Commodities appear to be one of CIC's primary targets as China continues to import astonishing quantities of raw materials. In October, the firm purchased a 45% stake in Russia's Nobel Oil Group for US$ 300 million. Earlier this month, CIC invested US$50 million in the initial public offering of SouthGobi Energy Resources Ltd., a Vancouver-based coal producer that owns rights to coal deposits in southern Mongolia. CIC's Chairman, Lou Jiwei, has publicly hinted at pending deals in Brazil and Mexico, through which CIC is expected buy stakes in iron ore, silver, and copper producers.

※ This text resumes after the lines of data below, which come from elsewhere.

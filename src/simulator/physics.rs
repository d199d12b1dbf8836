//! Pure distance terms. Nothing here draws randomness.

use crate::config::PhysicsParams;
use crate::core_types::{Hill, JumperSkills};
use crate::random::smoothstep;

/// Small/big hill skill blended by a smoothstep over the K window.
pub fn effective_skill(skills: &JumperSkills, k_point: f64, p: &PhysicsParams) -> f64 {
    let t = smoothstep(p.skill_blend_k_min, p.skill_blend_k_max, k_point);
    skills.small_hill_skill * (1.0 - t) + skills.big_hill_skill * t
}

/// Meters gained per rating point.
pub fn rating_slope(k_point: f64, p: &PhysicsParams) -> f64 {
    k_point * p.rating_slope_per_k
}

/// Flight matters more on bigger hills.
pub fn dynamic_flight_ratio(k_point: f64, p: &PhysicsParams) -> f64 {
    (p.flight_ratio_base + (k_point - 120.0) * p.flight_ratio_per_k).clamp(0.6, 1.5)
}

pub fn starting_distance(k_point: f64, p: &PhysicsParams) -> f64 {
    k_point / p.starting_distance_divisor
}

/// Power-law meters per m/s, boosted on flying hills.
pub fn wind_meters_per_ms(k_point: f64, p: &PhysicsParams) -> f64 {
    let base = p.wind_meters_coefficient * k_point.max(1.0).powf(p.wind_meters_exponent);
    if k_point > p.ski_flying_k {
        base * p.ski_flying_wind_boost
    } else {
        base
    }
}

/// Tailwind costs more than an equal headwind gives; grows smoothly with speed.
pub fn tailwind_multiplier(average: f64, p: &PhysicsParams) -> f64 {
    1.0 + p.tailwind_extra * smoothstep(0.0, p.tailwind_saturation_ms, average.abs())
}

/// Signed wind meters. `factor` is the per-jump random scale:
/// `[0, 1]` for headwind, `[1, 1 + instability]` for tailwind.
pub fn wind_contribution(average: f64, factor: f64, k_point: f64, p: &PhysicsParams) -> f64 {
    let per_ms = wind_meters_per_ms(k_point, p);
    if average >= 0.0 {
        average * per_ms * factor.clamp(0.0, 1.0)
    } else {
        average * per_ms * tailwind_multiplier(average, p) * factor.max(1.0)
    }
}

pub fn gender_offset(k_point: f64, is_women: bool, p: &PhysicsParams) -> f64 {
    if is_women {
        k_point * p.women_offset_ratio
    } else {
        0.0
    }
}

/// Logarithmic soft cap on distance past the compression start.
pub fn compress_beyond_hs(raw: f64, hill: &Hill, p: &PhysicsParams) -> f64 {
    let start = hill.real_hs * p.hs_compression_start;
    if raw <= start {
        return raw;
    }
    let excess = raw - start;
    start + (1.0 + excess * p.hs_compression_strength).ln() / p.hs_compression_strength
}
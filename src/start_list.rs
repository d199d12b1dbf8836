//! Start order rules. Bibs are unique within one list.

use crate::core_types::{Bib, Jumper, JumperId, StartListEntry, TeamEntry};
use crate::error::{SjResult, SkiJumpError};
use serde::{Deserialize, Serialize};
use std::collections::{HashMap, HashSet};

/// Gender requirement of a team slot.
#[derive(Debug, Clone, Copy, PartialEq, Eq, Serialize, Deserialize)]
pub enum SlotRule {
    Any,
    Women,
    Men,
}

pub const DUET_SLOTS: [SlotRule; 2] = [SlotRule::Any, SlotRule::Any];
pub const MIXED_TEAM_SLOTS: [SlotRule; 4] = [
    SlotRule::Women,
    SlotRule::Men,
    SlotRule::Women,
    SlotRule::Men,
];

/// A team with its members assigned to slots (index = slot).
#[derive(Debug, Clone, PartialEq, Serialize, Deserialize)]
#[serde(rename_all = "camelCase")]
pub struct TeamLineup {
    pub team_id: String,
    pub country: String,
    pub entries: Vec<StartListEntry>,
}

impl TeamLineup {
    /// Bib of the first slot; the team's tie-break key.
    pub fn base_bib(&self) -> Bib {
        self.entries.first().map(|e| e.bib).unwrap_or(0)
    }
}

pub fn ensure_unique_bibs(entries: &[StartListEntry]) -> SjResult<()> {
    let mut seen = HashSet::new();
    for e in entries {
        if !seen.insert(e.bib) {
            return Err(SkiJumpError::Validation(format!("Duplicate bib {}", e.bib)));
        }
    }
    Ok(())
}

/// Round 1 of an individual event: unranked jumpers first in the order the
/// caller's shuffle leaves them, then ranked jumpers from the worst rank to
/// the best. Bibs follow start order.
pub fn individual_first_round<F>(
    jumpers: &[Jumper],
    ranks: &HashMap<JumperId, u32>,
    shuffle: F,
) -> Vec<StartListEntry>
where
    F: FnOnce(&mut [Jumper]),
{
    let mut unranked: Vec<Jumper> = Vec::new();
    let mut ranked: Vec<(u32, Jumper)> = Vec::new();
    for j in jumpers {
        match ranks.get(&j.id) {
            Some(&rank) => ranked.push((rank, j.clone())),
            None => unranked.push(j.clone()),
        }
    }

    shuffle(&mut unranked);
    ranked.sort_by(|a, b| b.0.cmp(&a.0));

    unranked
        .into_iter()
        .chain(ranked.into_iter().map(|(_, j)| j))
        .enumerate()
        .map(|(i, j)| StartListEntry::individual(i as Bib + 1, j))
        .collect()
}

/// Later rounds: weakest running total first; on equal totals the higher
/// bib starts later.
pub fn individual_next_round(
    entries: &[StartListEntry],
    totals: &HashMap<Bib, f64>,
) -> Vec<StartListEntry> {
    let mut next = entries.to_vec();
    next.sort_by(|a, b| {
        let ta = totals.get(&a.bib).copied().unwrap_or(0.0);
        let tb = totals.get(&b.bib).copied().unwrap_or(0.0);
        ta.total_cmp(&tb).then(a.bib.cmp(&b.bib))
    });
    next
}

/// Teams ordered by Nations Cup rank; unranked teams keep their relative
/// order after the ranked ones.
pub fn teams_by_nations_cup(teams: &[TeamEntry]) -> Vec<&TeamEntry> {
    let mut ordered: Vec<&TeamEntry> = teams.iter().collect();
    ordered.sort_by_key(|t| t.nations_cup_rank.unwrap_or(u32::MAX));
    ordered
}

fn pick_members(team: &TeamEntry, slots: &[SlotRule]) -> SjResult<Vec<Jumper>> {
    let mut women = team.members.iter().filter(|m| m.is_women);
    let mut men = team.members.iter().filter(|m| !m.is_women);
    let mut any = team.members.iter();

    let mut picked = Vec::with_capacity(slots.len());
    for (slot, rule) in slots.iter().enumerate() {
        let member = match rule {
            SlotRule::Any => any.next(),
            SlotRule::Women => women.next(),
            SlotRule::Men => men.next(),
        };
        match member {
            Some(m) => picked.push(m.clone()),
            None => {
                return Err(SkiJumpError::Validation(format!(
                    "Team '{}' cannot fill slot {} ({:?})",
                    team.team_id, slot, rule
                )))
            }
        }
    }
    Ok(picked)
}

/// Round-1 lineups for duet / mixed-team events.
/// `bib = slot * team_count + team_index + 1`.
pub fn team_lineups(teams: &[TeamEntry], slots: &[SlotRule]) -> SjResult<Vec<TeamLineup>> {
    let ordered = teams_by_nations_cup(teams);
    let team_count = ordered.len();

    let mut lineups = Vec::with_capacity(team_count);
    for (index, team) in ordered.into_iter().enumerate() {
        let members = pick_members(team, slots)?;
        let entries = members
            .into_iter()
            .enumerate()
            .map(|(slot, jumper)| StartListEntry {
                bib: (slot * team_count + index + 1) as Bib,
                jumper,
                country: Some(team.country.clone()),
                team_id: Some(team.team_id.clone()),
                slot_in_team: Some(slot),
            })
            .collect();
        lineups.push(TeamLineup {
            team_id: team.team_id.clone(),
            country: team.country.clone(),
            entries,
        });
    }
    Ok(lineups)
}

/// The first group of an event: slot 0 of every team in lineup order.
pub fn as_built_group(lineups: &[TeamLineup], slot: usize) -> Vec<StartListEntry> {
    lineups
        .iter()
        .filter_map(|l| l.entries.get(slot).cloned())
        .collect()
}

fn group_by_team_total(
    lineups: &[TeamLineup],
    slot: usize,
    team_totals: &HashMap<String, f64>,
) -> Vec<StartListEntry> {
    let mut order: Vec<&TeamLineup> = lineups.iter().collect();
    order.sort_by(|a, b| {
        let ta = team_totals.get(&a.team_id).copied().unwrap_or(0.0);
        let tb = team_totals.get(&b.team_id).copied().unwrap_or(0.0);
        ta.total_cmp(&tb).then(a.base_bib().cmp(&b.base_bib()))
    });
    order
        .into_iter()
        .filter_map(|l| l.entries.get(slot).cloned())
        .collect()
}

/// Duet group list: the weakest team so far starts first.
pub fn get_duet_group_start_list(
    lineups: &[TeamLineup],
    slot: usize,
    team_totals: &HashMap<String, f64>,
) -> Vec<StartListEntry> {
    group_by_team_total(lineups, slot, team_totals)
}

/// Mixed-team group list: the weakest team so far starts first.
pub fn get_mixed_team_group_start_list(
    lineups: &[TeamLineup],
    slot: usize,
    team_totals: &HashMap<String, f64>,
) -> Vec<StartListEntry> {
    group_by_team_total(lineups, slot, team_totals)
}

/// Team trial: fixed Nations Cup order, every member in turn, sequential bibs.
pub fn team_trial_start_list(teams: &[TeamEntry]) -> Vec<StartListEntry> {
    let mut bib: Bib = 0;
    let mut list = Vec::new();
    for team in teams_by_nations_cup(teams) {
        for (slot, jumper) in team.members.iter().enumerate() {
            bib += 1;
            list.push(StartListEntry {
                bib,
                jumper: jumper.clone(),
                country: Some(team.country.clone()),
                team_id: Some(team.team_id.clone()),
                slot_in_team: Some(slot),
            });
        }
    }
    list
}
pub mod landing;
pub mod physics;

use self::landing::draw_landing;
use crate::config::{LandingTable, PhysicsParams};
use crate::core_types::{Jump, SimulationContext};
use crate::error::SjResult;
use crate::random::{round_half, RandomSource};

/// Context in, jump out. Implementations must be deterministic given the
/// random stream.
pub trait JumpSimulator {
    fn simulate(&self, ctx: &SimulationContext, rng: &mut dyn RandomSource) -> Jump;
}

/// Rating components of a single jump, exposed for diagnostics.
#[derive(Debug, Clone, Copy, Default, PartialEq)]
pub struct JumpBreakdown {
    pub skill: f64,
    pub takeoff: f64,
    pub flight: f64,
    pub wind_meters: f64,
    pub raw_distance: f64,
    pub distance: f64,
}

/// Production simulator: blended skill, two ratings with mixture noise,
/// power-law wind and a soft HS cost.
#[derive(Debug, Clone)]
pub struct SimpleJumpSimulator {
    pub params: PhysicsParams,
    landing: LandingTable,
}

struct MixtureBand {
    boost_mean: f64,
    penalty_mean: f64,
    neutral_stddev: f64,
}

impl SimpleJumpSimulator {
    pub fn new(params: PhysicsParams) -> SjResult<Self> {
        let landing = params.landing_table()?;
        Ok(Self { params, landing })
    }

    /// Three-band gaussian mixture: boosted, penalised, neutral.
    /// One uniform for the band, one gaussian (two uniforms) for the value.
    fn mixture(&self, band: &MixtureBand, rng: &mut dyn RandomSource) -> f64 {
        let p = &self.params;
        let u = rng.next_f64();
        if u < p.mixture_boost_share {
            rng.gaussian(band.boost_mean, p.mixture_band_stddev)
        } else if u < p.mixture_boost_share + p.mixture_penalty_share {
            rng.gaussian(band.penalty_mean, p.mixture_band_stddev)
        } else {
            rng.gaussian(0.0, band.neutral_stddev)
        }
    }

    pub fn simulate_detailed(
        &self,
        ctx: &SimulationContext,
        rng: &mut dyn RandomSource,
    ) -> (Jump, JumpBreakdown) {
        let p = &self.params;
        let k = ctx.hill.k_point;
        let skills = &ctx.jumper.skills;

        let skill = physics::effective_skill(skills, k, p);
        let deviation = skill - p.average_skill;
        let importance =
            ctx.round_kind.importance() * skills.bonus_important_jumps * p.important_jump_weight;

        let takeoff_base = p.average_skill * p.takeoff_base_scale;
        let takeoff = takeoff_base
            + deviation * p.takeoff_skill_factor
            + skills.form * p.takeoff_form_weight
            + self.mixture(
                &MixtureBand {
                    boost_mean: p.takeoff_boost_mean,
                    penalty_mean: p.takeoff_penalty_mean,
                    neutral_stddev: p.takeoff_neutral_stddev,
                },
                rng,
            )
            + importance;

        let flight = takeoff_base * p.flight_base_ratio
            + deviation * p.flight_skill_factor
            + skills.form * p.flight_form_weight
            + self.mixture(
                &MixtureBand {
                    boost_mean: p.flight_boost_mean,
                    penalty_mean: p.flight_penalty_mean,
                    neutral_stddev: p.flight_neutral_stddev,
                },
                rng,
            )
            + importance;

        let instability = ctx.wind.instability.max(0.0);
        let wind_factor = if ctx.wind.is_headwind() {
            rng.uniform((1.0 - instability).max(0.0), 1.0)
        } else {
            rng.uniform(1.0, 1.0 + instability)
        };
        let wind_meters = physics::wind_contribution(ctx.wind.average, wind_factor, k, p);

        let slope = physics::rating_slope(k, p);
        let raw_distance = physics::starting_distance(k, p)
            + ctx.gate as f64 * ctx.hill.meters_by_gate
            + takeoff * slope
            + flight * slope * physics::dynamic_flight_ratio(k, p)
            + wind_meters
            - physics::gender_offset(k, ctx.jumper.is_women, p);

        let distance = round_half(physics::compress_beyond_hs(raw_distance, ctx.hill, p).max(0.0));
        let landing = draw_landing(distance, ctx.hill.real_hs, &self.landing, rng);

        (
            Jump { distance, landing },
            JumpBreakdown {
                skill,
                takeoff,
                flight,
                wind_meters,
                raw_distance,
                distance,
            },
        )
    }
}

impl JumpSimulator for SimpleJumpSimulator {
    fn simulate(&self, ctx: &SimulationContext, rng: &mut dyn RandomSource) -> Jump {
        self.simulate_detailed(ctx, rng).0
    }
}
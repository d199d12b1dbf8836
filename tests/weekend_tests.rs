mod common;

use common::weekend_roster;
use skijump::config::Config;
use skijump::core_types::Hill;
use skijump::event::EventKind;
use skijump::weekend::{Weekend, WeekendReport, WEEKEND_DAYS};

fn run(seed: u64, n: usize) -> WeekendReport {
    let config = Config::default();
    let weekend = Weekend::new(&config, Hill::new(120.0, 137.0, 1.0)).unwrap();
    let mut rng = fastrand::Rng::with_seed(seed);
    weekend.run(&weekend_roster(n), &mut rng).unwrap()
}

#[test]
fn test_program_shape() {
    let report = run(42, 60);
    assert_eq!(report.steps.len(), WEEKEND_DAYS * 4);

    let kinds: Vec<EventKind> = report.steps[..4].iter().map(|s| s.kind).collect();
    assert_eq!(
        kinds,
        vec![
            EventKind::Training,
            EventKind::Qualification,
            EventKind::Trial,
            EventKind::Individual
        ]
    );
    assert_eq!(report.steps[0].label, "Day 1 Training");
    assert_eq!(report.steps[7].label, "Day 2 Competition");
    assert!(report.steps.iter().all(|s| s.day == 1 || s.day == 2));
}

#[test]
fn test_steps_rank_their_rows() {
    let report = run(7, 60);
    for step in &report.steps {
        assert_eq!(step.rows[0].rank, 1);
        assert!(step.rows.windows(2).all(|w| w[0].total >= w[1].total));
        assert!(step.rows.windows(2).all(|w| w[0].rank <= w[1].rank));
    }

    let training = &report.steps[0];
    assert_eq!(training.rows.len(), 60);
    assert!(training.rows.iter().all(|r| r.distances.len() == 2));

    let qualification = &report.steps[1];
    let trial = &report.steps[2];
    let competition = &report.steps[3];
    assert!(trial.rows.len() >= 50 && trial.rows.len() < qualification.rows.len());
    assert_eq!(competition.rows.len(), trial.rows.len());

    let finalists = competition
        .rows
        .iter()
        .filter(|r| r.distances.len() == 2)
        .count();
    assert_eq!(finalists, 30);
    assert!(competition.rows[..30].iter().all(|r| r.distances.len() == 2));
}

#[test]
fn test_roster_evolves_but_keeps_identity() {
    let roster = weekend_roster(55);
    let report = run(3, 55);
    assert_eq!(report.roster.jumpers.len(), roster.jumpers.len());
    assert_eq!(report.roster.world_cup_ranks, roster.world_cup_ranks);
    assert!(report
        .roster
        .jumpers
        .iter()
        .all(|j| (0.0..=10.0).contains(&j.skills.form)));
    assert!(report
        .roster
        .jumpers
        .iter()
        .zip(&roster.jumpers)
        .any(|(a, b)| a.skills.form != b.skills.form));
}

#[test]
fn test_small_field_advances_everyone() {
    let report = run(9, 20);
    assert_eq!(report.steps[2].rows.len(), 20);
    let finalists = report.steps[3]
        .rows
        .iter()
        .filter(|r| r.distances.len() == 2)
        .count();
    assert_eq!(finalists, 20);
}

Throughout the credit crisis, CIC performed relatively well, but was disappointed by its first few investments. In 2007, the firm invested US$3 billion in Blackstone Group and another US$5 billion in Morgan Stanley. A back-of-the-envelope calculation estimates CIC's losses on these investments currently to amount to a combined US$3.9 billion, nearly a 50% drop. Luckily, the fund earned modest returns by keeping most of its holdings in cash through 2008 while making a number of investments in Chinese companies listed in Hong Kong.